Denys, squire all of five and ten, and by his own deeds and actions bearer of bloodied hands, nodded gravely, knuckles clenched white upon his horse's reins and the lance at his side, understanding now the glories and accolades of battle are not the stuff of tales, for all the gallantry and the chivalry of the Knights gathered, though the banners of the Dragon did not waver, though the courage in their hearts was still there and they were ready to do battle, for their Lords, for their King.
For the Prince, Denys thought, forcing his head not to turn as the black-clad figure rode down the line.

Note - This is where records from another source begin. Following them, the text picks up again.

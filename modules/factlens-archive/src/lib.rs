pub mod clean;
pub mod error;
pub mod metadata;
mod page;
mod readability;
mod search;
pub mod traits;

#[cfg(any(test, feature = "test-support"))]
pub mod testing;

pub use clean::{clean_content, MIN_CONTENT_CHARS};
pub use error::{ArchiveError, Result};
pub use metadata::{extract_metadata, extract_title, title_from_url};
pub use page::HttpPageFetcher;
pub use search::{validate_urls, SerperSearch};
pub use traits::{PageFetcher, WebSearcher};
pub mod dataset;
pub mod kind;
pub mod options;

pub use dataset::{ColorMap, ColorValue, DataValue, Dataset, SeriesMap};
pub use kind::ChartKind;
pub use options::{
    AxisOptions, AxisType, ChartConfig, ChartData, ChartOptions, GridLineOptions, LegendOptions,
    ScaleLabelOptions, ScalesOptions, TimeAxisOptions, TitleOptions, TooltipCallbacks,
    TooltipLabelMode, TooltipOptions,
};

Watching Ser Martyn get his head caved in by a morning star, a man who had just hours before dragged a rebel away from a melee outside Stony Sept amidst a hundred duels, because he had recognized him and did not wish him to perish, who had only days before comforted Denys when he spoke his fear of dying out of sight of both friends and family, had erased all preconceptions of war that he had once carried.

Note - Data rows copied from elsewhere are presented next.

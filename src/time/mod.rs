pub mod adapter;
pub mod chrono_adapter;
pub mod formats;
pub mod registry;

pub use adapter::{DateAdapter, TimeUnit};
pub use chrono_adapter::ChronoDateAdapter;
pub use formats::DisplayFormats;
pub use registry::{
    InstallOutcome, install_date_adapter, install_default_date_adapter, installed_date_adapter,
};
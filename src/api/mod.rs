mod charts;
mod configure;
mod renderer;

pub use charts::{
    BarChart, DEFAULT_LINE_TENSION, GaugeChart, LineChart, TimeSeriesChart, gauge_tooltip_label,
};
pub use configure::{ConfigureToggles, configure};
pub use renderer::ChartRenderer;
use crate::core::ChartConfig;
use crate::error::ChartResult;
use crate::render::{ChartBackend, ChartHandle};

/// No-op backend used by tests and headless callers.
///
/// It stores every received config so assertions can inspect exactly what a
/// real charting library would have been given, and hands out sequential
/// handles starting at 1.
#[derive(Debug, Default)]
pub struct NullBackend {
    pub created: Vec<ChartConfig>,
}

impl ChartBackend for NullBackend {
    fn create_chart(&mut self, config: &ChartConfig) -> ChartResult<ChartHandle> {
        self.created.push(config.clone());
        Ok(ChartHandle::new(self.created.len() as u64))
    }
}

This will be a battle for songs, he thought,
I wonder what they will sing for the bitter dead?
"What if I come across him, Ser?" Denys thought with morbid curiosity, like fate would just deliver the opportunity to do something very foolish into his hands, like some kind of temptress trying to lead him astray when he should know better. The thought made him darkly amused, something he would have been aghast about only months before. "What if the Traitor is right in front of me and--"
"Lad," Ser Morgan Sunglass said, glaring at him through his close-helm, "I don't care if Robert bloody Baratheon is coming toward you with a hundred arrows and swords sticking out of his back. He would
murder you." He suddenly grabbed Denys and nearly pulled him right out of his saddle, helmet clattering against his own as he breathed in his face, "Don't do anything heroic."

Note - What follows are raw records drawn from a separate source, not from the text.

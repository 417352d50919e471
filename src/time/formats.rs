use serde::{Deserialize, Serialize};

/// Display-format pattern per time granularity.
///
/// This is the single authoritative table: date adapters hand it to the
/// charting library via `DateAdapter::formats`, and time-series axis configs
/// embed the [`axis`](Self::axis) view of the same table. `datetime` is the
/// only optional entry because time axes never consume it.
#[derive(Debug, Clone, PartialEq, Eq, Serialize, Deserialize)]
pub struct DisplayFormats {
    #[serde(default, skip_serializing_if = "Option::is_none")]
    pub datetime: Option<String>,
    pub millisecond: String,
    pub second: String,
    pub minute: String,
    pub hour: String,
    pub day: String,
    pub week: String,
    pub month: String,
    pub quarter: String,
    pub year: String,
}

impl Default for DisplayFormats {
    fn default() -> Self {
        Self {
            datetime: Some("MMM D, YYYY, h:mm:ss a".to_owned()),
            millisecond: "h:mm:ss.SSS a".to_owned(),
            second: "h:mm:ss a".to_owned(),
            minute: "h:mm a".to_owned(),
            hour: "hA".to_owned(),
            day: "MMM D".to_owned(),
            week: "MMM D".to_owned(),
            month: "MMM YYYY".to_owned(),
            quarter: "[Q]Q YYYY".to_owned(),
            year: "YYYY".to_owned(),
        }
    }
}

impl DisplayFormats {
    /// View embedded under a time axis's `displayFormats`: the same table
    /// without the `datetime` entry.
    #[must_use]
    pub fn axis(mut self) -> Self {
        self.datetime = None;
        self
    }
}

Denys nodded, quite rapidly, and Ser Morgan released him. "Good. You see someone you don't think that you can take, and you can't get out of the way, come at him from an angle. Stab him in the kidneys." Ser Morgan was one step from suggesting Denys should stab them in the back, but knew better than to suggest it. "Take cover behind someone with a big fu--a big sword and thick armor." The Ser cleared his throat. "I'm not losing a squire today if I can help it. Understood?"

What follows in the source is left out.